81.SOSは火に呑まれた
正直に言えば、帰りたかった。
津波黒凪は、熱を帯びて揺らぐ通路を視界に入れたまま、無表情でそう思っていた。
あの時、私たちの仕事は終わっていた。
調査データも正確に取れていて、出てくる魔物も綺麗に掃討も終わった。
補助任務も完了し、魔力残量も計算上は問題ない。
ここから先は、帰るだけだと安心していた。
凪は今年中学一年生になったばかりで、探索者を目指してダンジョンに潜り始めたのは、見学の春休みを含めてもまだ三ヶ月も経っていない。

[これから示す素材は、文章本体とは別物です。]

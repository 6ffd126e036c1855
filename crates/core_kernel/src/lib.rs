//! Core Kernel - Foundational types for the tour payments system
//!
//! This crate provides the fundamental building blocks used across all
//! payment modules:
//! - Money types with precise decimal arithmetic
//! - Strongly-typed identifiers for bookings, payments and their collaborators
//! - Port abstractions shared by storage and gateway adapters

pub mod money;
pub mod identifiers;
pub mod ports;

pub use money::{Money, Currency, MoneyError};
pub use identifiers::{BookingId, PaymentId, ParticipantId, TourId, UserId};
pub use ports::{
    PortError, DomainPort, HealthCheckable, HealthCheckResult, AdapterHealth,
    CircuitBreakerConfig,
};
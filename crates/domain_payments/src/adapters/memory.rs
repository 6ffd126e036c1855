//! In-memory ledger store
//!
//! Transactions are serialized by a `tokio::sync::Mutex` held for the whole
//! transaction. Writes go to a staged copy of the ledger that replaces the
//! shared one on commit; dropping the transaction throws the copy away.
//!
//! Tests get a delay applied right after a payment or booking lock is taken,
//! which widens the critical section, and switches that make booking writes
//! or payment updates fail.

use async_trait::async_trait;
use std::collections::HashMap;
use std::sync::atomic::{AtomicBool, Ordering};
use std::sync::Arc;
use std::time::Duration;
use tokio::sync::{Mutex, OwnedMutexGuard};

use core_kernel::{
    AdapterHealth, BookingId, DomainPort, HealthCheckResult, HealthCheckable, ParticipantId,
    PaymentId, PortError,
};

use crate::booking::Booking;
use crate::participation::Participation;
use crate::payment::{Payment, PaymentStatus};
use crate::ports::{LedgerStore, LedgerTransaction};

#[derive(Debug, Clone, Default)]
struct LedgerState {
    participations: HashMap<ParticipantId, Participation>,
    bookings: HashMap<BookingId, Booking>,
    payments: HashMap<PaymentId, Payment>,
}

impl LedgerState {
    fn ensure_unique_settlement(&self, payment: &Payment) -> Result<(), PortError> {
        if payment.status != PaymentStatus::Success {
            return Ok(());
        }
        let Some(transaction_id) = payment.transaction_id.as_deref() else {
            return Ok(());
        };
        let taken = self.payments.values().any(|other| {
            other.id != payment.id
                && other.status == PaymentStatus::Success
                && other.transaction_id.as_deref() == Some(transaction_id)
        });
        if taken {
            return Err(PortError::conflict(format!(
                "transaction id {} is already settled",
                transaction_id
            )));
        }
        Ok(())
    }
}

/// `LedgerStore` kept in process memory
#[derive(Debug, Clone, Default)]
pub struct InMemoryLedgerStore {
    state: Arc<Mutex<LedgerState>>,
    write_delay: Option<Duration>,
    fail_booking_writes: Arc<AtomicBool>,
    fail_payment_updates: Arc<AtomicBool>,
}

impl InMemoryLedgerStore {
    pub fn new() -> Self {
        Self::default()
    }

    /// Sleeps for `delay` after every row lock
    pub fn with_write_delay(mut self, delay: Duration) -> Self {
        self.write_delay = Some(delay);
        self
    }

    /// Makes every booking write fail until switched off again
    pub fn fail_booking_writes(&self, fail: bool) {
        self.fail_booking_writes.store(fail, Ordering::SeqCst);
    }

    /// Makes every update of an existing payment fail until switched off again
    pub fn fail_payment_updates(&self, fail: bool) {
        self.fail_payment_updates.store(fail, Ordering::SeqCst);
    }

    /// Registers a participation owned by the tour side
    pub async fn seed_participation(&self, participation: Participation) {
        self.state
            .lock()
            .await
            .participations
            .insert(participation.id, participation);
    }

    /// Stores a booking directly, bypassing the engine
    pub async fn seed_booking(&self, booking: Booking) {
        self.state.lock().await.bookings.insert(booking.id, booking);
    }

    /// Stores a payment directly, bypassing the engine
    pub async fn seed_payment(&self, payment: Payment) {
        self.state.lock().await.payments.insert(payment.id, payment);
    }

    /// Number of payments recorded
    pub async fn payment_count(&self) -> usize {
        self.state.lock().await.payments.len()
    }
}

impl DomainPort for InMemoryLedgerStore {}

#[async_trait]
impl HealthCheckable for InMemoryLedgerStore {
    async fn health_check(&self) -> HealthCheckResult {
        HealthCheckResult::new("memory-ledger", AdapterHealth::Healthy, 0)
    }
}

#[async_trait]
impl LedgerStore for InMemoryLedgerStore {
    async fn begin(&self) -> Result<Box<dyn LedgerTransaction>, PortError> {
        let guard = self.state.clone().lock_owned().await;
        let staged = guard.clone();

        Ok(Box::new(InMemoryTransaction {
            guard,
            staged,
            write_delay: self.write_delay,
            fail_booking_writes: self.fail_booking_writes.load(Ordering::SeqCst),
            fail_payment_updates: self.fail_payment_updates.load(Ordering::SeqCst),
        }))
    }

    async fn get_booking(&self, id: BookingId) -> Result<Booking, PortError> {
        self.state
            .lock()
            .await
            .bookings
            .get(&id)
            .cloned()
            .ok_or_else(|| PortError::not_found("Booking", id))
    }

    async fn get_payment(&self, id: PaymentId) -> Result<Payment, PortError> {
        self.state
            .lock()
            .await
            .payments
            .get(&id)
            .cloned()
            .ok_or_else(|| PortError::not_found("Payment", id))
    }

    async fn get_participation(&self, id: ParticipantId) -> Result<Participation, PortError> {
        self.state
            .lock()
            .await
            .participations
            .get(&id)
            .cloned()
            .ok_or_else(|| PortError::not_found("Participation", id))
    }

    async fn find_booking_for_participant(
        &self,
        id: ParticipantId,
    ) -> Result<Option<Booking>, PortError> {
        Ok(self
            .state
            .lock()
            .await
            .bookings
            .values()
            .find(|b| b.participant_id == id)
            .cloned())
    }

    async fn payments_for_booking(&self, id: BookingId) -> Result<Vec<Payment>, PortError> {
        let state = self.state.lock().await;
        let mut payments: Vec<Payment> = state
            .payments
            .values()
            .filter(|p| p.booking_id == id)
            .cloned()
            .collect();
        payments.sort_by_key(|p| p.created_at);
        Ok(payments)
    }
}

struct InMemoryTransaction {
    guard: OwnedMutexGuard<LedgerState>,
    staged: LedgerState,
    write_delay: Option<Duration>,
    fail_booking_writes: bool,
    fail_payment_updates: bool,
}

impl InMemoryTransaction {
    async fn pause(&self) {
        if let Some(delay) = self.write_delay {
            tokio::time::sleep(delay).await;
        }
    }
}

#[async_trait]
impl LedgerTransaction for InMemoryTransaction {
    async fn lock_payment(&mut self, id: PaymentId) -> Result<Payment, PortError> {
        let payment = self
            .staged
            .payments
            .get(&id)
            .cloned()
            .ok_or_else(|| PortError::not_found("Payment", id))?;
        self.pause().await;
        Ok(payment)
    }

    async fn lock_booking(&mut self, id: BookingId) -> Result<Booking, PortError> {
        let booking = self
            .staged
            .bookings
            .get(&id)
            .cloned()
            .ok_or_else(|| PortError::not_found("Booking", id))?;
        self.pause().await;
        Ok(booking)
    }

    async fn insert_booking(&mut self, booking: &Booking) -> Result<(), PortError> {
        if self.fail_booking_writes {
            return Err(PortError::internal("booking writes are disabled"));
        }
        let exists = self
            .staged
            .bookings
            .values()
            .any(|b| b.participant_id == booking.participant_id);
        if exists {
            return Err(PortError::conflict(format!(
                "participation {} already has a booking",
                booking.participant_id
            )));
        }
        self.staged.bookings.insert(booking.id, booking.clone());
        Ok(())
    }

    async fn insert_payment(&mut self, payment: &Payment) -> Result<(), PortError> {
        if self.staged.payments.contains_key(&payment.id) {
            return Err(PortError::conflict(format!("payment {} already exists", payment.id)));
        }
        self.staged.ensure_unique_settlement(payment)?;
        self.staged.payments.insert(payment.id, payment.clone());
        Ok(())
    }

    async fn update_payment(&mut self, payment: &Payment) -> Result<(), PortError> {
        if self.fail_payment_updates {
            return Err(PortError::internal("payment updates are disabled"));
        }
        if !self.staged.payments.contains_key(&payment.id) {
            return Err(PortError::not_found("Payment", payment.id));
        }
        self.staged.ensure_unique_settlement(payment)?;
        self.staged.payments.insert(payment.id, payment.clone());
        Ok(())
    }

    async fn update_booking(&mut self, booking: &Booking) -> Result<(), PortError> {
        if self.fail_booking_writes {
            return Err(PortError::internal("booking writes are disabled"));
        }
        if !self.staged.bookings.contains_key(&booking.id) {
            return Err(PortError::not_found("Booking", booking.id));
        }
        self.staged.bookings.insert(booking.id, booking.clone());
        Ok(())
    }

    async fn commit(self: Box<Self>) -> Result<(), PortError> {
        let InMemoryTransaction {
            mut guard, staged, ..
        } = *self;
        *guard = staged;
        Ok(())
    }
}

探索者を目指して運動を続けてきた凪でも、周囲の人より体力があるわけではなかった。
ワープゲートでわざわざ迎えも来るというのだから、内心では大喜びしていたし、それに従わない理由もなかった。
(それなのに――!)
「ダンジョンマスターゴリラ。僕たち、緩風の調べは好学のために自力でダンジョン脱出を行いたいと考えています。ボス部屋には入りません。このままゲートを使用せずに、来た道を戻っても良いでしょうか?」
戻らない選択を言い出したのは、いつも冷静沈着な、自分の所属するチーム――緩風の調べのリーダー、城戸琥珀だった。
あまりのことに、凪は本当に理解が追いつかず、固まってしまった。
固まっている間に話はどんどん進んでいく。
だが意外なことに、ゴリラが居残りに反対したことに、凪は安心した。
(よかった、帰れる!ゴリラ頑張れ、そのまま反対して!)
ダンジョンマスターの言うことに反対する人などいない。
心の中でスキップすらしていた。
なのに。
状況は一転し、仲原校の子供たちだけがダンジョン内にとどまるという事態になった。
この状況に陥った原因――帝亞列島を、凪は後衛の魔法使いらしく少し後ろに陣取りながら、思わず睨みつけてしまった。
でも、きっと許されるだろう。
普段から熱血漢のようで掴みどころのないゴリラは、接するたびに合理性を欠いているように感じられ、凪は苦手だった。
しかし、あの時ばかりは違った。
厳しい言葉で反対するゴリラに、初めて先生らしさを感じたのだ。
(そうだ!そのまま正論で琥珀の目を覚ましてあげて!)
凪は苦手なゴリラに、全力でエールを送っていた。
それなのに。
ここに来て邪魔する者が現れた。
朝日大我。
帝亞列島という、頭が悪そうな探索者チームのリーダーであり、問題児・朝日大弥の兄。
体験入塾の頃の大弥は、そこそこまともだった。
だが凪が入塾する頃には、ゴリラの限界オタクと化し、まともだった部分をほとんど消し去っていた。
凪から見た大弥は、どう見ても脈なしなのに、ところ構わずゴリラ先生に愛の告白を繰り返す呆れた男だ。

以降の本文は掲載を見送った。